Tumour multiomic datasets are often sparse, heterogeneous and limited in size, hindering robust and interpretable discovery of regulatory mechanisms. Here we present IMAS, a target-aware integrative framework for multiomic data augmentation and mechanism prioritization that leverages a pan-cancer single-cell multiomic resource to contextualize new tumour datasets and identify reliable sample-specific mechanistic hypotheses. IMAS combines shared latent-space modelling with target-domain adaptation to improve correspondence between predicted and observed RNA and TF profiles while concentrating explanatory predictive supports within the target dataset. Building on this adapted representation, IMAS reconstructs structured RNA-TF coupling networks, refines intercellular signaling through ligand-informed communication modelling, and organizes regulatory programs along communication-associated ordering.
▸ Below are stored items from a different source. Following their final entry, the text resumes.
use rand::Rng;
use rand_distr::{Distribution, Uniform};

use super::layer::Module;
use super::param::Param;
use crate::math::Matrix;

/// Affine layer `y = x·W + b` with `W` stored as `(in_dim, out_dim)`.
///
/// The layer keeps no per-call state: `backward` receives the input that was
/// fed to `forward`, so one layer can be applied many times per pass (every
/// time step of a recurrence) and back-propagated step by step.
pub struct LinearT {
    pub w: Param,
    pub b: Option<Param>,
}

impl LinearT {
    /// Weights and bias drawn from `U(-1/sqrt(in_dim), 1/sqrt(in_dim))`.
    pub fn new<R: Rng + ?Sized>(in_dim: usize, out_dim: usize, rng: &mut R) -> Self {
        let bound = 1.0 / (in_dim.max(1) as f32).sqrt();
        Self::new_uniform(in_dim, out_dim, bound, rng)
    }

    /// Weights and bias drawn from `U(-bound, bound)`.
    pub fn new_uniform<R: Rng + ?Sized>(
        in_dim: usize,
        out_dim: usize,
        bound: f32,
        rng: &mut R,
    ) -> Self {
        let dist = Uniform::new_inclusive(-bound, bound);
        let w = Matrix::from_vec(
            in_dim,
            out_dim,
            (0..in_dim * out_dim).map(|_| dist.sample(rng)).collect(),
        );
        let b = Matrix::from_vec(1, out_dim, (0..out_dim).map(|_| dist.sample(rng)).collect());
        Self {
            w: Param::new(w),
            b: Some(Param::new(b)),
        }
    }

    /// Layer without a bias term.
    pub fn from_weights(w: Matrix) -> Self {
        Self {
            w: Param::new(w),
            b: None,
        }
    }

    pub fn in_dim(&self) -> usize {
        self.w.value.rows
    }

    pub fn out_dim(&self) -> usize {
        self.w.value.cols
    }

    pub fn forward(&self, x: &Matrix) -> Matrix {
        let y = Matrix::matmul(x, &self.w.value);
        match &self.b {
            Some(b) => y.add_row_vector(&b.value.data),
            None => y,
        }
    }

    /// Accumulate `dW = xᵀ·g` and `db = Σ_rows g`; return `g·Wᵀ`.
    pub fn backward(&mut self, x: &Matrix, grad_out: &Matrix) -> Matrix {
        if !self.w.is_frozen() {
            let grad_w = Matrix::matmul(&x.transpose(), grad_out);
            self.w.accumulate(&grad_w);
        }
        if let Some(b) = &mut self.b {
            let grad_b = Matrix::from_vec(1, grad_out.cols, grad_out.sum_rows());
            b.accumulate(&grad_b);
        }
        Matrix::matmul(grad_out, &self.w.value.transpose())
    }
}

impl Module for LinearT {
    fn parameters(&mut self) -> Vec<&mut Param> {
        let mut params = Vec::with_capacity(2);
        if !self.w.is_frozen() {
            params.push(&mut self.w);
        }
        if let Some(b) = self.b.as_mut().filter(|b| !b.is_frozen()) {
            params.push(b);
        }
        params
    }
}

#[cfg(test)]
mod tests {
    use super::*;
    use crate::rng::seeded;

    #[test]
    fn forward_adds_bias_to_every_row() {
        let mut layer = LinearT::from_weights(Matrix::from_vec(2, 1, vec![1.0, 2.0]));
        layer.b = Some(Param::new(Matrix::from_vec(1, 1, vec![0.5])));
        let x = Matrix::from_vec(2, 2, vec![1.0, 1.0, 0.0, 1.0]);
        assert_eq!(layer.forward(&x).data, vec![3.5, 2.5]);
    }

    #[test]
    fn backward_accumulates_weight_and_bias_gradients() {
        let mut layer = LinearT::new(2, 1, &mut seeded(1));
        let x = Matrix::from_vec(2, 2, vec![1.0, 2.0, 3.0, 4.0]);
        let g = Matrix::from_vec(2, 1, vec![1.0, -1.0]);
        let w = layer.w.value.clone();
        let dx = layer.backward(&x, &g);
        assert_eq!(layer.w.grad.data, vec![-2.0, -2.0]);
        assert_eq!(layer.b.as_ref().unwrap().grad.data, vec![0.0]);
        assert_eq!(dx.data, vec![w.data[0], w.data[1], -w.data[0], -w.data[1]]);
    }
}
In independent colon cancer data, IMAS improved cluster-resolved correspondence and revealed communication-guided regulatory cascades across malignant epithelial states. A LAMB1-centred analysis further demonstrates how the framework supports progressive reinforcement of local regulatory structure and enables perturbation-based probing of context-specific dependencies. Rather than exhaustively predicting all possible outcomes, IMAS provides a target-aware and interpretable strategy to construct consistent and interpretable mechanism-discovery scaffolds and prioritize regulatory dependencies in data-limited tumour systems.